Suggestions set forth in the guidelines are as follows:

  • Pharmacotherapy (treatment with drugs), in addition to lifestyle modification, should be considered in obese children only when intensive lifestyle modification has been ineffective and in overweight children only if severe comorbidities persist despite intensive lifestyle modification, especially those children who have a strong family history of type 2 diabetes or premature cardiovascular disease.
    Pharmacotherapy should be prescribed only by clinicians experienced in using antiobesity agents who are cognizant of the risks for adverse reactions.
    Pharmacotherapeutic options may include: i) sibutramine, which is not approved by the US Food and Drug Administration (FDA) for those younger than 16 years; ii) orlistat, which is not FDA approved for those younger than 12 years; iii) metformin, which is not FDA approved for treatment of obesity but which is approved for those who are at least 10 years old with type 2 diabetes mellitus; iv) octreotide, which is not FDA approved for the treatment of obesity; v) leptin, which is not FDA approved; vi)topiramate, which is not FDA approved for the treatment of obesity; - growth hormone, which is not FDA approved for the treatment of obesity.
  • Bariatric surgery, which refers to surgical procedures performed to treat obesity by modification of the gastrointestinal tract to reduce nutrient intake and/or absorption, is suggested for adolescents with a BMI of less than 50 kg/m2, or more than 40 kg/m2 in whom lifestyle modifications and/or pharmacotherapy have been unsuccessful and who have severe comorbidities. (more about bariatric surgery from Wikipedia).

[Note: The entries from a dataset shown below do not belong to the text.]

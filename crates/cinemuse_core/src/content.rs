//! Generated document payloads.
//!
//! One element type per section, all ordered sequences in generation
//! order. The document is a read-only DTO for the presentation layer;
//! serde uses camelCase field names so it serializes to the JSON shape the
//! studio front-end consumes.

use crate::ContentSection;
use serde::{Deserialize, Serialize};

/// A pitchable story concept.
#[derive(Debug, Clone, PartialEq, Eq, Serialize, Deserialize, derive_new::new)]
pub struct StoryIdea {
    /// Working title
    pub title: String,
    /// One-sentence pitch
    pub logline: String,
    /// Short prose summary
    pub summary: String,
}

/// One line of scene dialogue.
#[derive(Debug, Clone, PartialEq, Eq, Serialize, Deserialize, derive_new::new)]
pub struct DialogueLine {
    /// Speaking character
    pub character: String,
    /// Spoken line
    pub line: String,
    /// What the character means but does not say
    pub subtext: String,
}

/// A scene beat for the script outline.
#[derive(Debug, Clone, PartialEq, Eq, Serialize, Deserialize, derive_new::new)]
#[serde(rename_all = "camelCase")]
pub struct SceneBeat {
    /// Screenplay slugline
    pub slugline: String,
    /// Action description
    pub description: String,
    /// The scene's emotional pulse
    pub emotional_beat: String,
    /// Dialogue exchange for the scene
    pub dialogue: Vec<DialogueLine>,
}

/// A storyboard-level frame card.
#[derive(Debug, Clone, PartialEq, Eq, Serialize, Deserialize, derive_new::new)]
pub struct VisualFrame {
    /// Frame heading
    pub frame: String,
    /// What the frame shows
    pub description: String,
    /// Camera treatment
    pub camera: String,
    /// Lighting treatment
    pub lighting: String,
    /// Mood keyword
    pub mood: String,
}

/// A row in the production shot table.
#[derive(Debug, Clone, PartialEq, Eq, Serialize, Deserialize, derive_new::new)]
#[serde(rename_all = "camelCase")]
pub struct Shot {
    /// Shot identifier
    pub id: String,
    /// Framing type
    pub shot_type: String,
    /// What the camera holds on
    pub subject: String,
    /// Camera movement
    pub movement: String,
    /// Timecode-like duration, e.g. "0:04"
    pub duration: String,
}

/// A prompt block for generative video tools.
#[derive(Debug, Clone, PartialEq, Eq, Serialize, Deserialize, derive_new::new)]
#[serde(rename_all = "camelCase")]
pub struct VideoPrompt {
    /// Scene heading
    pub scene: String,
    /// Color palette guidance
    pub visual_palette: String,
    /// Camera direction
    pub camera_direction: String,
    /// Lighting guidance
    pub lighting: String,
    /// Motion guidance
    pub motion_prompt: String,
    /// Assembled single-string prompt for AI tools
    pub ai_prompt: String,
}

/// Titles, captions, and tags for social rollout.
#[derive(Debug, Clone, Default, PartialEq, Eq, Serialize, Deserialize)]
pub struct SocialKit {
    /// Post title candidates
    pub titles: Vec<String>,
    /// Caption candidates
    pub captions: Vec<String>,
    /// Hashtag-safe tags
    pub tags: Vec<String>,
}

/// The full generated bundle for one concept + settings invocation.
///
/// Produced atomically and immutable after creation. Every section is
/// always populated; subsetting for display is the caller's concern.
///
/// # Examples
///
/// ```
/// use cinemuse_core::{ContentSection, GeneratedMovieContent};
///
/// let document = GeneratedMovieContent::default();
/// assert!(document.section_is_empty(ContentSection::ShotList));
/// ```
#[derive(Debug, Clone, Default, PartialEq, Eq, Serialize, Deserialize)]
#[serde(rename_all = "camelCase")]
pub struct GeneratedMovieContent {
    /// Story concepts
    pub story_ideas: Vec<StoryIdea>,
    /// Scene beats
    pub script_writing: Vec<SceneBeat>,
    /// Storyboard frame cards
    pub visual_planning: Vec<VisualFrame>,
    /// Production shot table
    pub shot_list: Vec<Shot>,
    /// Narration paragraphs
    pub voiceover: Vec<String>,
    /// Poster art prompts
    pub poster_prompts: Vec<String>,
    /// Generative video prompts
    pub video_prompts: Vec<VideoPrompt>,
    /// Social rollout kit
    pub social: SocialKit,
}

impl GeneratedMovieContent {
    /// Whether a section's payload is empty.
    ///
    /// Freshly generated documents report false for every tag; this exists
    /// for callers holding partially constructed or default documents.
    pub fn section_is_empty(&self, section: ContentSection) -> bool {
        match section {
            ContentSection::StoryIdeas => self.story_ideas.is_empty(),
            ContentSection::ScriptWriting => self.script_writing.is_empty(),
            ContentSection::VisualPlanning => self.visual_planning.is_empty(),
            ContentSection::ShotList => self.shot_list.is_empty(),
            ContentSection::Voiceover => self.voiceover.is_empty(),
            ContentSection::PosterPrompts => self.poster_prompts.is_empty(),
            ContentSection::VideoPrompts => self.video_prompts.is_empty(),
            ContentSection::Social => {
                self.social.titles.is_empty()
                    && self.social.captions.is_empty()
                    && self.social.tags.is_empty()
            }
        }
    }
}

#[cfg(test)]
mod tests {
    use super::*;
    use strum::IntoEnumIterator;

    #[test]
    fn default_document_is_empty_everywhere() {
        let document = GeneratedMovieContent::default();
        for section in ContentSection::iter() {
            assert!(document.section_is_empty(section));
        }
    }

    #[test]
    fn document_serializes_with_camel_case_keys() {
        let mut document = GeneratedMovieContent::default();
        document.shot_list.push(Shot::new(
            "S01".to_string(),
            "Wide establishing".to_string(),
            "the cartographer".to_string(),
            "slow push-in".to_string(),
            "0:06".to_string(),
        ));

        let json = serde_json::to_value(&document).unwrap();
        assert!(json.get("shotList").is_some());
        assert!(json.get("storyIdeas").is_some());
        assert_eq!(json["shotList"][0]["shotType"], "Wide establishing");

        let back: GeneratedMovieContent = serde_json::from_value(json).unwrap();
        assert_eq!(back, document);
    }
}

  • Bariatric surgery is not recommended for preadolescent children; for pregnant or breast-feeding adolescents; for those planning to become pregnant within 2 years of surgery; for any patient who has not mastered the principles of healthy dietary and activity habits; or for any patient with an unresolved eating disorder, untreated psychiatric disorder, or Prader-Willi syndrome (read more about Prader-Willi Syndrome here).

  • To help prevent obesity, clinicians should recommend that infants be breast-fed for at least 6 months and that schools offer children in all grades 60 minutes of moderate to vigorous daily exercise.

  • Clinicians should educate children and parents regarding healthy dietary and activity habits; advocate to restrict availability of unhealthy food choices in schools; ban advertising promoting unhealthy food choices to children; and redesign communities in ways that will maximize opportunities for safe walking and bike riding to school, athletic activities, and neighborhood shopping.

"The objective of interventions in overweight and obese children and adolescents is the prevention or amelioration of obesity-related co-morbidities, e.g., glucose intolerance and T2DM [type 2 diabetes mellitus], metabolic syndrome, dyslipidemia, and hypertension," the authors of the guidelines write. "We suggest that pharmacotherapy (in combination with lifestyle modification) be considered if a formal program of intensive lifestyle modification has failed to limit weight gain or to mollify comorbidities in obese children. Overweight children should not be treated with pharmacotherapeutic agents unless significant, severe co-morbidities persist despite intensive lifestyle modification."
-Journal of Clinical Endocrinology & Metabolism-

1 comment:

John Livingston said...

I agree that childhood obesity has to be addressed by educating parents and schools boards as well. The changes in lifestyle towards healthier eating habits, proper exercise are much more easily adapted in childhood then in adulthood. I can't say enough times that prevention is the best medicine, and this is particularly true when it comes to obesity. The abundance of health issues associated with obesity, hypertension, heart problems, type 2 diabetes and even different types of cancer, could be so easily prevented with changes adapted early. While I know that bariatric surgery has been proved to be a successful treatment for morbid obesity, when it it comes to our children, let's try and educate them and guide them as parents, doctors and teachers, so they won't have to appeal to that solution as adults. 75% of obese children end up obese in their adulthood.